Health in Ayurveda
Of the two terms used for health in Ayurveda, swasthya and arogya, the former positive well – being’, while the latter signifies’ diseaselessness’. Although the two expressions are used interchageably in the medical manuals, swasthya (literally” abiding in oneself) approximates more closely to the Indian conception of health. ‘ Diseaselessness’ is a condition that is relevant to the practising physician: it is the state prior to the onset of disease and it is state that is restored by the removal of disease. In diagnosis, prognosis, medication and nursing, it is this condition that provides the practical framework.
But health is not defined as merely an absense of disease.
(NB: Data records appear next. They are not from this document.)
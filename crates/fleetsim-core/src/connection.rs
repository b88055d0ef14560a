//! Hub and device connection strings.
//!
//! A hub connection string looks like
//! `HostName=hub.example.net;SharedAccessKeyName=iothubowner;SharedAccessKey=abc=`.
//! Each device gets its own descriptor derived from the hub host name and the
//! device's registry credential.

use crate::error::{CoreError, Result};
use std::fmt;
use std::str::FromStr;

/// Parsed hub (service-level) connection string.
#[derive(Clone, PartialEq, Eq)]
pub struct HubConnectionString {
    host_name: String,
    shared_access_key_name: Option<String>,
    shared_access_key: Option<String>,
}

impl HubConnectionString {
    /// Parse a `Key=Value;Key=Value` connection string
    pub fn parse(s: &str) -> Result<Self> {
        let s = s.trim();
        if s.is_empty() {
            return Err(CoreError::InvalidConnectionString(
                "connection string is empty".to_string(),
            ));
        }

        let mut host_name = None;
        let mut shared_access_key_name = None;
        let mut shared_access_key = None;

        for segment in s.split(';').map(str::trim).filter(|seg| !seg.is_empty()) {
            // Values may contain '=' (base64 padding)
            let (key, value) = segment.split_once('=').ok_or_else(|| {
                CoreError::InvalidConnectionString(format!("segment '{}' has no '='", segment))
            })?;
            let key = key.trim();
            if key.is_empty() {
                return Err(CoreError::InvalidConnectionString(format!(
                    "segment '{}' has an empty key",
                    segment
                )));
            }

            match key.to_lowercase().as_str() {
                "hostname" => host_name = Some(value.trim().to_string()),
                "sharedaccesskeyname" => shared_access_key_name = Some(value.trim().to_string()),
                "sharedaccesskey" => shared_access_key = Some(value.trim().to_string()),
                _ => {}
            }
        }

        let host_name = host_name.ok_or_else(|| {
            CoreError::InvalidConnectionString("missing HostName".to_string())
        })?;
        if host_name.is_empty() || host_name.chars().any(char::is_whitespace) {
            return Err(CoreError::InvalidConnectionString(format!(
                "invalid HostName '{}'",
                host_name
            )));
        }

        Ok(Self {
            host_name,
            shared_access_key_name,
            shared_access_key,
        })
    }

    pub fn host_name(&self) -> &str {
        &self.host_name
    }

    pub fn shared_access_key_name(&self) -> Option<&str> {
        self.shared_access_key_name.as_deref()
    }

    pub fn shared_access_key(&self) -> Option<&str> {
        self.shared_access_key.as_deref()
    }

    /// Derives the connection descriptor for one device.
    pub fn device(&self, device_id: &str, key: &str) -> DeviceConnectionString {
        DeviceConnectionString {
            host_name: self.host_name.clone(),
            device_id: device_id.to_string(),
            shared_access_key: key.to_string(),
        }
    }
}

impl FromStr for HubConnectionString {
    type Err = CoreError;

    fn from_str(s: &str) -> Result<Self> {
        Self::parse(s)
    }
}

impl fmt::Debug for HubConnectionString {
    fn fmt(&self, f: &mut fmt::Formatter<'_>) -> fmt::Result {
        f.debug_struct("HubConnectionString")
            .field("host_name", &self.host_name)
            .field("shared_access_key_name", &self.shared_access_key_name)
            .field("shared_access_key", &self.shared_access_key.as_ref().map(|_| "<redacted>"))
            .finish()
    }
}

/// Client-scoped connection descriptor for one device.
#[derive(Clone, PartialEq, Eq)]
pub struct DeviceConnectionString {
    host_name: String,
    device_id: String,
    shared_access_key: String,
}

impl DeviceConnectionString {
    pub fn host_name(&self) -> &str {
        &self.host_name
    }

    pub fn device_id(&self) -> &str {
        &self.device_id
    }

    pub fn shared_access_key(&self) -> &str {
        &self.shared_access_key
    }
}

impl fmt::Display for DeviceConnectionString {
    fn fmt(&self, f: &mut fmt::Formatter<'_>) -> fmt::Result {
        write!(
            f,
            "HostName={};DeviceId={};SharedAccessKey={}",
            self.host_name, self.device_id, self.shared_access_key
        )
    }
}

impl fmt::Debug for DeviceConnectionString {
    fn fmt(&self, f: &mut fmt::Formatter<'_>) -> fmt::Result {
        f.debug_struct("DeviceConnectionString")
            .field("host_name", &self.host_name)
            .field("device_id", &self.device_id)
            .field("shared_access_key", &"<redacted>")
            .finish()
    }
}

#[cfg(test)]
mod tests {
    use super::*;

    #[test]
    fn test_parse_hub_connection_string() {
        let hub = HubConnectionString::parse(
            "HostName=hub.example.net;SharedAccessKeyName=iothubowner;SharedAccessKey=c2VjcmV0==",
        )
        .unwrap();
        assert_eq!(hub.host_name(), "hub.example.net");
        assert_eq!(hub.shared_access_key_name(), Some("iothubowner"));
        assert_eq!(hub.shared_access_key(), Some("c2VjcmV0=="));
    }

    #[test]
    fn test_parse_is_case_insensitive_and_tolerates_trailing_separator() {
        let hub = HubConnectionString::parse("hostname=hub.local;").unwrap();
        assert_eq!(hub.host_name(), "hub.local");
        assert_eq!(hub.shared_access_key(), None);
    }

    #[test]
    fn test_parse_rejects_malformed() {
        assert!(HubConnectionString::parse("").is_err());
        assert!(HubConnectionString::parse("   ").is_err());
        assert!(HubConnectionString::parse("HostName").is_err());
        assert!(HubConnectionString::parse("=value").is_err());
        assert!(HubConnectionString::parse("SharedAccessKey=abc").is_err());
        assert!(HubConnectionString::parse("HostName=").is_err());
        assert!(HubConnectionString::parse("HostName=my hub").is_err());
    }

    #[test]
    fn test_device_connection_string() {
        let hub: HubConnectionString = "HostName=hub.local;SharedAccessKey=abc".parse().unwrap();
        let device = hub.device("SimulatedFridge-0001", "devkey=");
        assert_eq!(
            device.to_string(),
            "HostName=hub.local;DeviceId=SimulatedFridge-0001;SharedAccessKey=devkey="
        );
        assert!(!format!("{:?}", device).contains("devkey"));
        assert!(!format!("{:?}", hub).contains("abc"));
    }
}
The expression swasthya notes a state of well being of body and mind, a condition in which one is not dependent on other human beings or on any drug for his own physical and mental welfare. It is defined as the state of body and mind which provides the foundation for vigour and strength (expressed in wholesome living involving pursuit of the values of life.
Health has been regarded right from the vedic times as an essential requisite not only for the accomplishment of the three common objectives of life (viz. virtue, wealth and enjoyment) but also for the liberation from the miseries of phenomenal existence which is the ultimate good. The religious manuals have insisted that good health needs to be preserved in order to be to perform the prescribed rituals and austerities. Health has been extolled as the most precious of gifts that the gods can bestow on man.
Ayurveda, as the science and art of integrated and meaningful life, is as much concerned wish the maintenance and promotion of health as with curing the illness that have arisen. Health is this context is an independent and positive idea.